REVIEW · 2021-11-02

Unpacking

Twenty years told by belongings

Steam store ↗

First Impressions

I pull a stuffed animal, crayons, and a picture book from a cardboard box. 1997. I place them on the desk in a child's bedroom. Eight moves connect to tell twenty wordless years.

There are no lines. Yet what is added and what disappears from move to move tells the protagonist's life clearly. By the second scene, she is no longer a stranger.

Your job is to open boxes and place things on shelves. That's all. So why, when I placed a children's book the moment of recognition came — that book was hers from years ago — did my hand stop?

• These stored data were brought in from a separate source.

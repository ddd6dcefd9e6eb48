//! End-to-end deployments that succeed.

use serde_json::json;
use solution_deployer::deployer::{DeployOptions, deploy_solution};
use solution_deployer::portal::PortalEvent;
use solution_deployer::test_utils::{
    SolutionFixture, init_test_logging, recording_progress, template,
};

#[tokio::test]
async fn test_single_item_progress_sequence() {
    init_test_logging(None);
    let mut item = template("a", "Web Map", &[]);
    item.estimated_cost = 10.0;
    let portal = SolutionFixture::new("sol", "Water").with_template(item).build();

    let (callback, values) = recording_progress();
    let options = DeployOptions {
        progress_callback: Some(callback),
        ..DeployOptions::default()
    };
    deploy_solution(&portal, "sol", options).await.unwrap();

    let values = values.lock().unwrap().clone();
    assert_eq!(values, vec![0.0, 2.0, 3.0, 98.0, 100.0]);
}

#[tokio::test]
async fn test_progress_is_monotonic_and_ends_at_100() {
    let mut first = template("a", "Feature Service", &[]);
    first.estimated_cost = 3.0;
    let second = template("b", "Web Map", &["a"]);
    let third = template("c", "Dashboard", &["b"]);
    let portal = SolutionFixture::new("sol", "Water")
        .with_template(first)
        .with_template(second)
        .with_template(third)
        .build();

    let (callback, values) = recording_progress();
    let options = DeployOptions {
        progress_callback: Some(callback),
        ..DeployOptions::default()
    };
    deploy_solution(&portal, "sol", options).await.unwrap();

    let values = values.lock().unwrap().clone();
    assert!(values.windows(2).all(|pair| pair[0] <= pair[1]), "{values:?}");
    assert_eq!(values.first(), Some(&0.0));
    assert_eq!(values.last(), Some(&100.0));
    // 3 + 95 * (3 / 5)
    assert!((values[3] - 60.0).abs() < 1e-9, "{values:?}");
}

#[tokio::test]
async fn test_deployed_solution_item() {
    let portal = SolutionFixture::new("sol", "Water")
        .with_template(template("a", "Feature Service", &[]))
        .with_template(template("b", "Web Map", &["a"]))
        .build();

    let deployed = deploy_solution(&portal, "sol", DeployOptions::default()).await.unwrap();
    let new_id = deployed.item.id.clone().unwrap();
    assert_ne!(new_id, "sol");

    let stored = portal.item(&new_id).unwrap();
    assert_eq!(stored.item["type"], json!("Solution"));
    assert_eq!(stored.item["title"], json!("Water"));
    assert_eq!(stored.item["typeKeywords"], json!(["Solution", "Deployed"]));
    assert_eq!(stored.item["owner"], json!("deployer"));
    assert!(stored.item.get("numViews").is_none());
    assert!(stored.item.get("created").is_none());

    // Raw URLs carrying the source id point at the new item.
    let thumbnail = stored.item["thumbnailUrl"].as_str().unwrap();
    assert!(thumbnail.contains(&new_id), "{thumbnail}");
    assert!(!thumbnail.contains("/items/sol/"), "{thumbnail}");

    // Web Mercator default extent projected to WGS84.
    let extent = stored.item["extent"].as_array().unwrap();
    let lower_left = extent[0].as_array().unwrap();
    let upper_right = extent[1].as_array().unwrap();
    assert!((lower_left[0].as_f64().unwrap() + 180.0).abs() < 1e-6);
    assert!(lower_left[1].as_f64().unwrap().abs() < 1e-6);
    assert!((upper_right[1].as_f64().unwrap() - 85.051_128).abs() < 1e-4);

    // The manifest names destination ids only.
    let a = deployed.id_map["a"].clone();
    let b = deployed.id_map["b"].clone();
    assert_eq!(
        stored.data["templates"],
        json!([
            {"itemId": a, "type": "Feature Service", "dependencies": [], "circularDependencies": []},
            {"itemId": b, "type": "Web Map", "dependencies": [a], "circularDependencies": []}
        ])
    );
    assert_eq!(deployed.data.templates.len(), 2);
}

#[tokio::test]
async fn test_caller_overrides_title_and_tags() {
    let portal = SolutionFixture::new("sol", "Water")
        .with_template(template("a", "Web Map", &[]))
        .build();
    let options = DeployOptions {
        snippet: Some("For the north district".into()),
        tags: Some(vec!["north".into()]),
        ..DeployOptions::default()
    }
    .with_title("Water North");

    let deployed = deploy_solution(&portal, "sol", options).await.unwrap();
    let stored = portal.item(deployed.item.id.as_deref().unwrap()).unwrap();
    assert_eq!(stored.item["title"], json!("Water North"));
    assert_eq!(stored.item["snippet"], json!("For the north district"));
    assert_eq!(stored.item["tags"], json!(["north"]));
    assert!(
        portal
            .events()
            .contains(&PortalEvent::FolderCreated { title: "Water North".into() })
    );
}

#[tokio::test]
async fn test_placeholders_resolve_from_run_values() {
    let mut map = template("m", "Web Map", &[]);
    map.item = json!({
        "title": "Map for {{params.region}}",
        "url": "{{portalBaseUrl}}/home/webmap/viewer.html",
        "snippet": "Owned by {{user.username}}"
    });
    map.data = json!({
        "zoom": "{{params.zoom}}",
        "extent": "{{solutionItemExtent}}",
        "folder": "{{folderId}}",
        "host": "{{portalBaseUrl:lowerCase}}",
        "unknown": "{{never.set||fallback}}"
    });
    let portal = SolutionFixture::new("sol", "Water")
        .with_params(json!({"region": "North", "zoom": 4}))
        .with_template(map)
        .build();

    let mut options = DeployOptions::default();
    options.template_dictionary.insert("params".into(), json!({"region": "South"}));
    let deployed = deploy_solution(&portal, "sol", options).await.unwrap();

    let stored = portal.item(&deployed.id_map["m"]).unwrap();
    assert_eq!(stored.item["title"], json!("Map for South"));
    assert_eq!(
        stored.item["url"],
        json!("https://fixture.maps.example.com/home/webmap/viewer.html")
    );
    assert_eq!(stored.item["snippet"], json!("Owned by deployer"));
    assert_eq!(stored.data["zoom"], json!(4));
    assert_eq!(stored.data["folder"], json!(stored.folder_id.clone().unwrap()));
    assert_eq!(stored.data["host"], json!("https://fixture.maps.example.com"));
    assert_eq!(stored.data["unknown"], json!("fallback"));
    let west: f64 = stored.data["extent"].as_str().unwrap().split(',').next().unwrap().parse().unwrap();
    assert!((west + 180.0).abs() < 1e-6);
    assert_eq!(deployed.data.params, Some(json!({"region": "South", "zoom": 4})));
}

#[tokio::test]
async fn test_soft_references_stay_literal() {
    let mut map = template("m", "Web Map", &["external"]);
    map.data = json!({"basemap": "{{external.itemId}}"});
    let portal = SolutionFixture::new("sol", "Water").with_template(map).build();

    let deployed = deploy_solution(&portal, "sol", DeployOptions::default()).await.unwrap();
    let stored = portal.item(&deployed.id_map["m"]).unwrap();
    assert_eq!(stored.data["basemap"], json!("{{external.itemId}}"));
    assert_eq!(deployed.data.templates[0].dependencies, vec!["external"]);
}

#[tokio::test]
async fn test_self_reference_patched_after_creation() {
    let mut app = template("app", "Web Mapping Application", &[]);
    app.item = json!({
        "title": "app",
        "url": "{{portalBaseUrl}}/apps/view/index.html?appid={{app.itemId}}"
    });
    let portal = SolutionFixture::new("sol", "Water").with_template(app).build();

    let deployed = deploy_solution(&portal, "sol", DeployOptions::default()).await.unwrap();
    let id = deployed.id_map["app"].clone();
    let stored = portal.item(&id).unwrap();
    assert_eq!(
        stored.item["url"],
        json!(format!("https://fixture.maps.example.com/apps/view/index.html?appid={id}"))
    );
    assert!(portal.events().contains(&PortalEvent::ItemUpdated { id: id.clone() }));
}

#[tokio::test]
async fn test_empty_solution() {
    let portal = SolutionFixture::new("sol", "Empty").build();
    let (callback, values) = recording_progress();
    let options = DeployOptions {
        progress_callback: Some(callback),
        ..DeployOptions::default()
    };

    let deployed = deploy_solution(&portal, "sol", options).await.unwrap();
    assert!(deployed.id_map.is_empty());
    assert!(deployed.data.templates.is_empty());
    assert_eq!(values.lock().unwrap().last(), Some(&100.0));
}
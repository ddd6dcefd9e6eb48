//! Terminal progress display for deployments.
//!
//! Wraps an `indicatif` bar measured in percent. The bar is hidden when
//! `SOLDEPLOY_NO_PROGRESS` is set (the `--no-progress` flag sets it), which keeps
//! output clean in scripts and CI.

use indicatif::{ProgressBar as IndicatifBar, ProgressStyle};
use std::sync::Arc;
use std::time::Duration;

use crate::deployer::ProgressCallback;

/// Set to any value to hide progress bars.
pub const NO_PROGRESS_ENV: &str = "SOLDEPLOY_NO_PROGRESS";

fn is_progress_disabled() -> bool {
    std::env::var(NO_PROGRESS_ENV).is_ok()
}

fn percent_style() -> ProgressStyle {
    ProgressStyle::default_bar()
        .template("{prefix:.bold.cyan} [{bar:40.cyan/blue}] {pos:>3}% {msg}")
        .unwrap_or_else(|_| ProgressStyle::default_bar())
        .progress_chars("=> ")
}

fn spinner_style() -> ProgressStyle {
    ProgressStyle::default_spinner()
        .template("{spinner:.cyan} {msg}")
        .unwrap_or_else(|_| ProgressStyle::default_spinner())
}

/// A 0-100 bar fed by the deployer's progress callback.
#[derive(Clone)]
pub struct DeployProgressBar {
    inner: IndicatifBar,
}

impl DeployProgressBar {
    pub fn new(prefix: impl Into<String>) -> Self {
        Self::with_visibility(prefix, true)
    }

    pub fn with_visibility(prefix: impl Into<String>, visible: bool) -> Self {
        let inner = if !visible || is_progress_disabled() {
            IndicatifBar::hidden()
        } else {
            let bar = IndicatifBar::new(100);
            bar.set_style(percent_style());
            bar.set_prefix(prefix.into());
            bar
        };
        Self {
            inner,
        }
    }

    /// Spinner for work of unknown length.
    pub fn spinner(message: impl Into<String>, visible: bool) -> Self {
        let inner = if !visible || is_progress_disabled() {
            IndicatifBar::hidden()
        } else {
            let bar = IndicatifBar::new_spinner();
            bar.set_style(spinner_style());
            bar.enable_steady_tick(Duration::from_millis(100));
            bar
        };
        inner.set_message(message.into());
        Self {
            inner,
        }
    }

    pub fn set_percent(&self, percent: f64) {
        self.inner.set_position(percent.clamp(0.0, 100.0).round() as u64);
    }

    pub fn set_message(&self, message: impl Into<String>) {
        self.inner.set_message(message.into());
    }

    /// Callback for [`DeployOptions::progress_callback`](crate::deployer::DeployOptions).
    pub fn callback(&self) -> ProgressCallback {
        let bar = self.clone();
        Arc::new(move |percent| bar.set_percent(percent))
    }

    pub fn finish_with_message(&self, message: impl Into<String>) {
        self.inner.finish_with_message(message.into());
    }

    pub fn finish_and_clear(&self) {
        self.inner.finish_and_clear();
    }

    pub fn position(&self) -> u64 {
        self.inner.position()
    }
}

Putting the Mechanics into Words

Place the right thing in the right place. Towels to the closet, toothbrush by the sink. No action, no timer, no failure state. A puzzle of observation and tidying.

'Right place' is loose; your own arrangement is permitted. Only specific items return a clear 'no.' What the game does and doesn't allow becomes, slowly, the argument it is making.

Around four hours to finish, three to rush through. The full four comes from time spent fine-tuning shelves and turning picture frames just so.

What Makes It Great

A single scene — your own painting has no place in your boyfriend's room, so it goes under the bed — speaks volumes about an unstable twenties. Zero dialogue, this much narrative. The game keeps teaching this lesson.

Witch Beam never reuses a room. Each move brings new layout, new lighting, new sound. Yet the person's life continues unbroken. Furniture, light, sound — three tools to render twenty years of biography.

And the satisfaction comes detached from the puzzle. Placing things is pleasant; the real reward is reading what your arrangement implies. I can't think of another game where narrative and operation feedback align this precisely.

Design Craft

Free placement with selective strictness is the design's edge. Your interpretation and the author's intent overlap on a single object. The toothbrush can go anywhere by the sink — but this painting cannot go on the wall. Argument by enforcement, not by script.

Time progression is also a craft. Years are never displayed. Furniture, fashion, technology (CRT TVs, early iPods, thin laptops) tell the era; the player decodes it. Decoding ties the protagonist's chronology to the player's own memory.

If I had built this, I would have caved to adding more scenes. Witch Beam chose eight, precisely. Twelve scenes would have diluted density and induced 'moving fatigue.' Shortness is restraint, and the most important design choice in the work.

The Texture of Difficulty

Four hours, no obstacles. But each scene wants a deep breath before opening the next box. Not difficulty of solving; difficulty of emotional intake.

Looking back at end-of-scene screenshots, your own arrangement choices linger. It's not a record of solutions. It's a record of your own sense of how a life looks.

Closing

Your life probably has items that surface from boxes and never quite find a home. This game remembers them for you. In the lineage of Gone Home and What Remains of Edith Finch, Unpacking pulls the maximum emotion from the minimum mechanical toolkit.

What I want to copy: holding tension while removing all failure penalty. Unpacking cannot be lost. And yet you can't play it carelessly. That is one of the higher categories of game design — worth returning to many times.